**Work request:** Please write out all of the records below exactly as they appear.
-- Provided entries follows --
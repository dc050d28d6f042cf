//! Relational storage. Every query is scoped by the owning user id; a row that
//! exists but belongs to someone else is indistinguishable from a missing row.

use anyhow::Result;
use async_trait::async_trait;
use sqlx::postgres::PgPoolOptions;
use sqlx::PgPool;
use tracing::info;
use uuid::Uuid;

use crate::errors::AppError;
use crate::models::portfolio::{Portfolio, PortfolioCreate, PortfolioUpdate};
use crate::models::profile::{Profile, ProfileFields};
use crate::models::resume::{NewResume, Resume};
use crate::models::user::{User, UserUpdate};
use crate::models::Pagination;

pub mod postgres;

pub use postgres::PgRepository;

/// Creates a PostgreSQL connection pool and applies pending migrations.
pub async fn create_pool(database_url: &str) -> Result<PgPool> {
    info!("Connecting to PostgreSQL...");

    let pool = PgPoolOptions::new()
        .max_connections(10)
        .connect(database_url)
        .await?;

    sqlx::migrate!("./migrations").run(&pool).await?;

    info!("PostgreSQL connection pool established");
    Ok(pool)
}

#[async_trait]
pub trait ResumeRepository: Send + Sync {
    /// Newest first.
    async fn list(&self, user_id: &str, page: Pagination) -> Result<Vec<Resume>, AppError>;

    async fn get(&self, user_id: &str, id: Uuid) -> Result<Option<Resume>, AppError>;

    /// Returns `None` when the backend did not hand back the inserted row.
    async fn insert(&self, resume: &NewResume) -> Result<Option<Resume>, AppError>;

    /// Returns `false` when no owned row matched.
    async fn delete(&self, user_id: &str, id: Uuid) -> Result<bool, AppError>;
}

#[async_trait]
pub trait ProfileRepository: Send + Sync {
    async fn get(&self, user_id: &str) -> Result<Option<Profile>, AppError>;

    /// `None` when the user already has a profile.
    async fn insert(
        &self,
        user_id: &str,
        email: &str,
        fields: &ProfileFields,
    ) -> Result<Option<Profile>, AppError>;

    /// Writes only the provided fields. `None` when the user has no profile.
    async fn update(&self, user_id: &str, fields: &ProfileFields)
        -> Result<Option<Profile>, AppError>;

    async fn delete(&self, user_id: &str) -> Result<bool, AppError>;
}

#[async_trait]
pub trait PortfolioRepository: Send + Sync {
    /// Newest first.
    async fn list(&self, user_id: &str, page: Pagination) -> Result<Vec<Portfolio>, AppError>;

    async fn get(&self, user_id: &str, id: Uuid) -> Result<Option<Portfolio>, AppError>;

    async fn insert(
        &self,
        user_id: &str,
        portfolio: &PortfolioCreate,
    ) -> Result<Option<Portfolio>, AppError>;

    async fn update(
        &self,
        user_id: &str,
        id: Uuid,
        update: &PortfolioUpdate,
    ) -> Result<Option<Portfolio>, AppError>;

    async fn delete(&self, user_id: &str, id: Uuid) -> Result<bool, AppError>;

    async fn set_published(
        &self,
        user_id: &str,
        id: Uuid,
        is_published: bool,
    ) -> Result<Option<Portfolio>, AppError>;
}

#[async_trait]
pub trait UserRepository: Send + Sync {
    /// Returns the caller's row, inserting it from the authenticated identity
    /// on first sight.
    async fn provision(&self, user_id: &str, email: &str) -> Result<User, AppError>;

    async fn update(&self, user_id: &str, update: &UserUpdate) -> Result<Option<User>, AppError>;
}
-- Provided entries concluded --
**Result for this task:**
repository dc050d28d6f042cf
//! Relational storage. Every query is scoped by the owning user id; a row that
//! exists but belongs to someone else is indistinguishable from a missing row.

use anyhow::Result;
use async_trait::async_trait;
use sqlx::postgres::PgPoolOptions;
use sqlx::PgPool;
use tracing::info;
use uuid::Uuid;

use crate::errors::AppError;
use crate::models::portfolio::{Portfolio, PortfolioCreate, PortfolioUpdate};
use crate::models::profile::{Profile, ProfileFields};
use crate::models::resume::{NewResume, Resume};
use crate::models::user::{User, UserUpdate};
use crate::models::Pagination;

pub mod postgres;

pub use postgres::PgRepository;

/// Creates a PostgreSQL connection pool and applies pending migrations.
pub async fn create_pool(database_url: &str) -> Result<PgPool> {
    info!("Connecting to PostgreSQL...");

    let pool = PgPoolOptions::new()
        .max_connections(10)
        .connect(database_url)
        .await?;

    sqlx::migrate!("./migrations").run(&pool).await?;

    info!("PostgreSQL connection pool established");
    Ok(pool)
}

#[async_trait]
pub trait ResumeRepository: Send + Sync {
    /// Newest first.
    async fn list(&self, user_id: &str, page: Pagination) -> Result<Vec<Resume>, AppError>;

    async fn get(&self, user_id: &str, id: Uuid) -> Result<Option<Resume>, AppError>;

    /// Returns `None` when the backend did not hand back the inserted row.
    async fn insert(&self, resume: &NewResume) -> Result<Option<Resume>, AppError>;

    /// Returns `false` when no owned row matched.
    async fn delete(&self, user_id: &str, id: Uuid) -> Result<bool, AppError>;
}

#[async_trait]
pub trait ProfileRepository: Send + Sync {
    async fn get(&self, user_id: &str) -> Result<Option<Profile>, AppError>;

    /// `None` when the user already has a profile.
    async fn insert(
        &self,
        user_id: &str,
        email: &str,
        fields: &ProfileFields,
    ) -> Result<Option<Profile>, AppError>;

    /// Writes only the provided fields. `None` when the user has no profile.
    async fn update(&self, user_id: &str, fields: &ProfileFields)
        -> Result<Option<Profile>, AppError>;

    async fn delete(&self, user_id: &str) -> Result<bool, AppError>;
}

#[async_trait]
pub trait PortfolioRepository: Send + Sync {
    /// Newest first.
    async fn list(&self, user_id: &str, page: Pagination) -> Result<Vec<Portfolio>, AppError>;

    async fn get(&self, user_id: &str, id: Uuid) -> Result<Option<Portfolio>, AppError>;

    async fn insert(
        &self,
        user_id: &str,
        portfolio: &PortfolioCreate,
    ) -> Result<Option<Portfolio>, AppError>;

    async fn update(
        &self,
        user_id: &str,
        id: Uuid,
        update: &PortfolioUpdate,
    ) -> Result<Option<Portfolio>, AppError>;

    async fn delete(&self, user_id: &str, id: Uuid) -> Result<bool, AppError>;

    async fn set_published(
        &self,
        user_id: &str,
        id: Uuid,
        is_published: bool,
    ) -> Result<Option<Portfolio>, AppError>;
}

#[async_trait]
pub trait UserRepository: Send + Sync {
    /// Returns the caller's row, inserting it from the authenticated identity
    /// on first sight.
    async fn provision(&self, user_id: &str, email: &str) -> Result<User, AppError>;

    async fn update(&self, user_id: &str, update: &UserUpdate) -> Result<Option<User>, AppError>;
}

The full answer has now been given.